= Totaliser =

Totaliser is a proposed mechanism in the voting machines in India to hide the booth-wise voting patterns. A totaliser allows the votes cast in about 14 polling booths to be counted together. At present, the votes are tallied booth by booth.

==Functioning==

Bharat Electronics Limited, Bengaluru, and Electronics Corporation of India Limited, Hyderabad, developed the totaliser. Totaliser is an interface, which is connected to main control unit of a cluster of 14 EVMs and the consolidated count of votes cast for each candidate in that group of EVMs can be obtained by pressing the result button in the totaliser without disclosing the votes polled by a candidate area-wise.

==History==
A Public Interest Litigation has been filed in Supreme Court in 2014 seeking a direction to the poll panel to mix up the votes cast in the various polling stations in a constituency, to prevent the candidates intimidating voters in areas that had rebuffed them. Election Commission of India initially suggested the measure to UPA Government in 2008.

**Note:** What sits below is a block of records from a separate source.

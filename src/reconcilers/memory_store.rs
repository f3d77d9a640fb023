// Copyright (c) 2025 Erick Bourgeois, firestoned
// SPDX-License-Identifier: MIT

//! In-memory [`ZoneStore`].
//!
//! Mirrors the API server rules the reconciler relies on: finalizer writes
//! are conditional on `resourceVersion`, and a resource marked for deletion
//! disappears once its last finalizer is removed.

use super::store::{resource_key, ZoneStore};
use crate::crd::{DNSZone, DNSZoneStatus};
use crate::dns_errors::ZoneError;
use async_trait::async_trait;
use k8s_openapi::apimachinery::pkg::apis::meta::v1::Time;
use k8s_openapi::jiff::Timestamp;
use kube::ResourceExt;
use std::collections::BTreeMap;
use tokio::sync::Mutex;

#[derive(Debug, Default)]
struct StoreState {
    objects: BTreeMap<(String, String), DNSZone>,
    next_version: u64,
    status_writes: usize,
    failed_write: Option<ZoneError>,
}

impl StoreState {
    fn bump(&mut self, zone: &mut DNSZone) {
        self.next_version += 1;
        zone.metadata.resource_version = Some(self.next_version.to_string());
    }

    fn take_failure(&mut self) -> Result<(), ZoneError> {
        match self.failed_write.take() {
            Some(err) => Err(err),
            None => Ok(()),
        }
    }
}

fn object_key(zone: &DNSZone) -> (String, String) {
    (zone.namespace().unwrap_or_default(), zone.name_any())
}

/// [`ZoneStore`] that keeps resources in process memory.
#[derive(Debug, Default)]
pub struct InMemoryZoneStore {
    state: Mutex<StoreState>,
}

impl InMemoryZoneStore {
    #[must_use]
    pub fn new() -> Self {
        Self::default()
    }

    /// Add or replace a resource. A missing namespace becomes `default`.
    pub async fn insert(&self, mut zone: DNSZone) {
        if zone.metadata.namespace.is_none() {
            zone.metadata.namespace = Some("default".to_string());
        }
        if zone.metadata.generation.is_none() {
            zone.metadata.generation = Some(1);
        }

        let mut state = self.state.lock().await;
        state.bump(&mut zone);
        state.objects.insert(object_key(&zone), zone);
    }

    /// Mark a resource for deletion. Without finalizers it is removed at once.
    pub async fn mark_deleted(&self, namespace: &str, name: &str) {
        let mut state = self.state.lock().await;
        let key = (namespace.to_string(), name.to_string());

        let Some(mut zone) = state.objects.remove(&key) else {
            return;
        };
        if zone.finalizers().is_empty() {
            return;
        }

        zone.metadata.deletion_timestamp = Some(Time(Timestamp::now()));
        state.bump(&mut zone);
        state.objects.insert(key, zone);
    }

    /// Make the next finalizer or status write fail with `err`.
    pub async fn fail_next_write(&self, err: ZoneError) {
        self.state.lock().await.failed_write = Some(err);
    }

    /// Number of successful status writes so far.
    pub async fn status_writes(&self) -> usize {
        self.state.lock().await.status_writes
    }

    /// True if the resource is still stored.
    pub async fn contains(&self, namespace: &str, name: &str) -> bool {
        self.state
            .lock()
            .await
            .objects
            .contains_key(&(namespace.to_string(), name.to_string()))
    }
}

#[async_trait]
impl ZoneStore for InMemoryZoneStore {
    async fn get(&self, namespace: &str, name: &str) -> Result<Option<DNSZone>, ZoneError> {
        Ok(self
            .state
            .lock()
            .await
            .objects
            .get(&(namespace.to_string(), name.to_string()))
            .cloned())
    }

    async fn set_finalizers(
        &self,
        zone: &DNSZone,
        finalizers: Vec<String>,
    ) -> Result<(), ZoneError> {
        let mut state = self.state.lock().await;
        state.take_failure()?;

        let key = object_key(zone);
        let Some(mut stored) = state.objects.remove(&key) else {
            return Err(ZoneError::StoreFailure {
                resource: resource_key(zone),
                reason: "resource not found".to_string(),
            });
        };

        if stored.metadata.resource_version != zone.metadata.resource_version {
            let reason = format!(
                "resourceVersion {:?} is stale, current is {:?}",
                zone.metadata.resource_version, stored.metadata.resource_version
            );
            state.objects.insert(key, stored);
            return Err(ZoneError::PersistConflict {
                resource: resource_key(zone),
                reason,
            });
        }

        let released = finalizers.is_empty() && stored.metadata.deletion_timestamp.is_some();
        stored.metadata.finalizers = Some(finalizers);
        if !released {
            state.bump(&mut stored);
            state.objects.insert(key, stored);
        }
        Ok(())
    }

    async fn patch_status(&self, zone: &DNSZone, status: &DNSZoneStatus) -> Result<(), ZoneError> {
        let mut state = self.state.lock().await;
        state.take_failure()?;

        let key = object_key(zone);
        let Some(mut stored) = state.objects.remove(&key) else {
            return Err(ZoneError::StoreFailure {
                resource: resource_key(zone),
                reason: "resource not found".to_string(),
            });
        };

        stored.status = Some(status.clone());
        state.bump(&mut stored);
        state.status_writes += 1;
        state.objects.insert(key, stored);
        Ok(())
    }
}
// Copyright (c) 2025 Erick Bourgeois, firestoned
// SPDX-License-Identifier: MIT

//! Prometheus metrics for the hosted zone operator.
//!
//! All metrics carry the namespace prefix `hostzone`.
//!
//! # Metrics Categories
//!
//! - **Reconciliation Metrics** - Reconcile passes by outcome, and their duration
//! - **Error Metrics** - Failed passes by error reason
//! - **Provider Metrics** - DNS provider API calls by operation and outcome
//! - **Zone Lifecycle Metrics** - Hosted zones created and deleted, delegations linked and unlinked
//!
//! # Example
//!
//! ```rust,no_run
//! use hostzone::metrics::record_reconciliation;
//!
//! record_reconciliation("DNSZone", "zone_ensured", std::time::Duration::from_secs(1));
//! ```

use prometheus::{
    CounterVec, Encoder, HistogramOpts, HistogramVec, IntCounter, IntCounterVec, Opts, Registry,
    TextEncoder,
};
use std::sync::LazyLock;
use std::time::Duration;

// ============================================================================
// Metric Name Constants
// ============================================================================

/// Namespace prefix for all operator metrics
const METRICS_NAMESPACE: &str = "hostzone";

// ============================================================================
// Global Metrics Registry
// ============================================================================

/// Global Prometheus metrics registry
///
/// All metrics are registered in this registry and exposed via `/metrics` endpoint.
pub static METRICS_REGISTRY: LazyLock<Registry> = LazyLock::new(Registry::new);

// ============================================================================
// Reconciliation Metrics
// ============================================================================

/// Total number of reconciliations by resource type and outcome
///
/// Labels:
/// - `resource_type`: Kind of resource (`DNSZone`)
/// - `outcome`: Transition taken (`absent`, `deleted`, `finalizer_added`,
///   `zone_ensured`, `steady`) or `error`
pub static RECONCILIATION_TOTAL: LazyLock<CounterVec> = LazyLock::new(|| {
    let opts = Opts::new(
        format!("{METRICS_NAMESPACE}_reconciliations_total"),
        "Total number of reconciliations by resource type and outcome",
    );
    let counter = CounterVec::new(opts, &["resource_type", "outcome"])
        .expect("reconciliation counter options are valid");
    METRICS_REGISTRY
        .register(Box::new(counter.clone()))
        .expect("reconciliation counter registers once");
    counter
});

/// Duration of reconciliations in seconds
///
/// Labels:
/// - `resource_type`: Kind of resource
pub static RECONCILIATION_DURATION_SECONDS: LazyLock<HistogramVec> = LazyLock::new(|| {
    let opts = HistogramOpts::new(
        format!("{METRICS_NAMESPACE}_reconciliation_duration_seconds"),
        "Duration of reconciliations in seconds by resource type",
    )
    .buckets(vec![0.01, 0.1, 0.5, 1.0, 2.0, 5.0, 10.0, 30.0, 60.0, 120.0]);
    let histogram = HistogramVec::new(opts, &["resource_type"])
        .expect("reconciliation histogram options are valid");
    METRICS_REGISTRY
        .register(Box::new(histogram.clone()))
        .expect("reconciliation histogram registers once");
    histogram
});

// ============================================================================
// Error Metrics
// ============================================================================

/// Total number of failed reconciliations by resource type and error reason
///
/// Labels:
/// - `resource_type`: Kind of resource
/// - `error_type`: Error reason (`ProviderUnavailable`, `InvalidDomain`, `Timeout`, ...)
pub static ERRORS_TOTAL: LazyLock<CounterVec> = LazyLock::new(|| {
    let opts = Opts::new(
        format!("{METRICS_NAMESPACE}_errors_total"),
        "Total number of errors by resource type and error reason",
    );
    let counter = CounterVec::new(opts, &["resource_type", "error_type"])
        .expect("error counter options are valid");
    METRICS_REGISTRY
        .register(Box::new(counter.clone()))
        .expect("error counter registers once");
    counter
});

// ============================================================================
// Provider Metrics
// ============================================================================

/// Total number of DNS provider API calls
///
/// Labels:
/// - `operation`: Provider API operation (e.g. `ListHostedZones`)
/// - `outcome`: `success` or `error`
pub static PROVIDER_CALLS_TOTAL: LazyLock<IntCounterVec> = LazyLock::new(|| {
    let opts = Opts::new(
        format!("{METRICS_NAMESPACE}_provider_calls_total"),
        "Total number of DNS provider API calls by operation and outcome",
    );
    let counter = IntCounterVec::new(opts, &["operation", "outcome"])
        .expect("provider counter options are valid");
    METRICS_REGISTRY
        .register(Box::new(counter.clone()))
        .expect("provider counter registers once");
    counter
});

// ============================================================================
// Zone Lifecycle Metrics
// ============================================================================

fn register_int_counter(name: &str, help: &str) -> IntCounter {
    let counter = IntCounter::with_opts(Opts::new(format!("{METRICS_NAMESPACE}_{name}"), help))
        .expect("lifecycle counter options are valid");
    METRICS_REGISTRY
        .register(Box::new(counter.clone()))
        .expect("lifecycle counter registers once");
    counter
}

/// Total number of hosted zones created
pub static HOSTED_ZONES_CREATED_TOTAL: LazyLock<IntCounter> = LazyLock::new(|| {
    register_int_counter(
        "hosted_zones_created_total",
        "Total number of hosted zones created",
    )
});

/// Total number of hosted zones deleted
pub static HOSTED_ZONES_DELETED_TOTAL: LazyLock<IntCounter> = LazyLock::new(|| {
    register_int_counter(
        "hosted_zones_deleted_total",
        "Total number of hosted zones deleted",
    )
});

/// Total number of NS delegations linked or unlinked
///
/// Labels:
/// - `action`: `linked` or `unlinked`
pub static DELEGATIONS_TOTAL: LazyLock<IntCounterVec> = LazyLock::new(|| {
    let opts = Opts::new(
        format!("{METRICS_NAMESPACE}_delegations_total"),
        "Total number of NS delegation changes by action",
    );
    let counter =
        IntCounterVec::new(opts, &["action"]).expect("delegation counter options are valid");
    METRICS_REGISTRY
        .register(Box::new(counter.clone()))
        .expect("delegation counter registers once");
    counter
});

// ============================================================================
// Helper Functions
// ============================================================================

/// Record a completed reconciliation
///
/// # Arguments
/// * `resource_type` - The kind of resource reconciled (e.g., `DNSZone`)
/// * `outcome` - The transition the pass took
/// * `duration` - Duration of the reconciliation
pub fn record_reconciliation(resource_type: &str, outcome: &str, duration: Duration) {
    RECONCILIATION_TOTAL
        .with_label_values(&[resource_type, outcome])
        .inc();
    RECONCILIATION_DURATION_SECONDS
        .with_label_values(&[resource_type])
        .observe(duration.as_secs_f64());
}

/// Record a failed reconciliation
///
/// # Arguments
/// * `resource_type` - The kind of resource reconciled
/// * `error_type` - Reason of the failure
/// * `duration` - Duration of the reconciliation before failure
pub fn record_reconciliation_error(resource_type: &str, error_type: &str, duration: Duration) {
    RECONCILIATION_TOTAL
        .with_label_values(&[resource_type, "error"])
        .inc();
    RECONCILIATION_DURATION_SECONDS
        .with_label_values(&[resource_type])
        .observe(duration.as_secs_f64());
    ERRORS_TOTAL
        .with_label_values(&[resource_type, error_type])
        .inc();
}

/// Record a DNS provider API call
pub fn record_provider_call(operation: &str, success: bool) {
    let outcome = if success { "success" } else { "error" };
    PROVIDER_CALLS_TOTAL
        .with_label_values(&[operation, outcome])
        .inc();
}

/// Record hosted zone creation
pub fn record_zone_created() {
    HOSTED_ZONES_CREATED_TOTAL.inc();
}

/// Record hosted zone deletion
pub fn record_zone_deleted() {
    HOSTED_ZONES_DELETED_TOTAL.inc();
}

/// Record an installed NS delegation
pub fn record_delegation_linked() {
    DELEGATIONS_TOTAL.with_label_values(&["linked"]).inc();
}

/// Record a removed NS delegation
pub fn record_delegation_unlinked() {
    DELEGATIONS_TOTAL.with_label_values(&["unlinked"]).inc();
}

/// Gather and encode all metrics in Prometheus text format
///
/// # Errors
/// Returns error if encoding fails
pub fn gather_metrics() -> Result<String, prometheus::Error> {
    let encoder = TextEncoder::new();
    let metric_families = METRICS_REGISTRY.gather();
    let mut buffer = Vec::new();
    encoder.encode(&metric_families, &mut buffer)?;
    String::from_utf8(buffer).map_err(|e| prometheus::Error::Msg(format!("UTF-8 error: {e}")))
}

#[cfg(test)]
mod tests {
    use super::*;

    #[test]
    fn test_record_reconciliation() {
        let resource_type = "TestResource";
        let duration = Duration::from_millis(500);

        record_reconciliation(resource_type, "steady", duration);

        let counter = RECONCILIATION_TOTAL.with_label_values(&[resource_type, "steady"]);
        assert!(counter.get() > 0.0);

        let histogram = RECONCILIATION_DURATION_SECONDS.with_label_values(&[resource_type]);
        assert!(histogram.get_sample_count() > 0);
    }

    #[test]
    fn test_record_reconciliation_error() {
        let resource_type = "TestResourceError";

        record_reconciliation_error(resource_type, "InvalidDomain", Duration::from_millis(250));

        let counter = RECONCILIATION_TOTAL.with_label_values(&[resource_type, "error"]);
        assert!(counter.get() > 0.0);
        let errors = ERRORS_TOTAL.with_label_values(&[resource_type, "InvalidDomain"]);
        assert!(errors.get() > 0.0);
    }

    #[test]
    fn test_record_provider_call() {
        record_provider_call("TestOperation", true);
        record_provider_call("TestOperation", false);

        assert!(
            PROVIDER_CALLS_TOTAL
                .with_label_values(&["TestOperation", "success"])
                .get()
                > 0
        );
        assert!(
            PROVIDER_CALLS_TOTAL
                .with_label_values(&["TestOperation", "error"])
                .get()
                > 0
        );
    }

    #[test]
    fn test_gather_metrics() {
        record_reconciliation("GatherTest", "steady", Duration::from_millis(100));
        record_zone_created();
        record_delegation_linked();

        let result = gather_metrics();
        assert!(result.is_ok(), "Gathering metrics should succeed");

        let metrics_text = result.unwrap();
        assert!(metrics_text.contains("hostzone_reconciliations_total"));
        assert!(metrics_text.contains("hostzone_hosted_zones_created_total"));
        assert!(metrics_text.contains("hostzone_delegations_total"));
    }
}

During the 2014 Indian general election, former Maharashtra deputy chief minister Ajit Pawar allegedly threatened the voters that his party, the Nationalist Congress Party, would be able to detect the voting patterns from the electronic voting machine readings and cut off their water supply if they snubbed it in the constituency of Baramati. The Law Commission said the Totaliser would also help in situations such as that witnessed in the constituency of Hoshangabad in 2014, where a lone voter voted at the Mokalvada polling station in the Sohagpur area. Before the introduction of electronic voting machines in India, ballot papers were mixed wherever necessary to prevent disclosure of the voting patterns.

In February 2017, NDA Government opposed totaliser in its affidavit in Supreme Court, while Law Commission of India and the Election Commission of India had favoured the introduction of a totaliser.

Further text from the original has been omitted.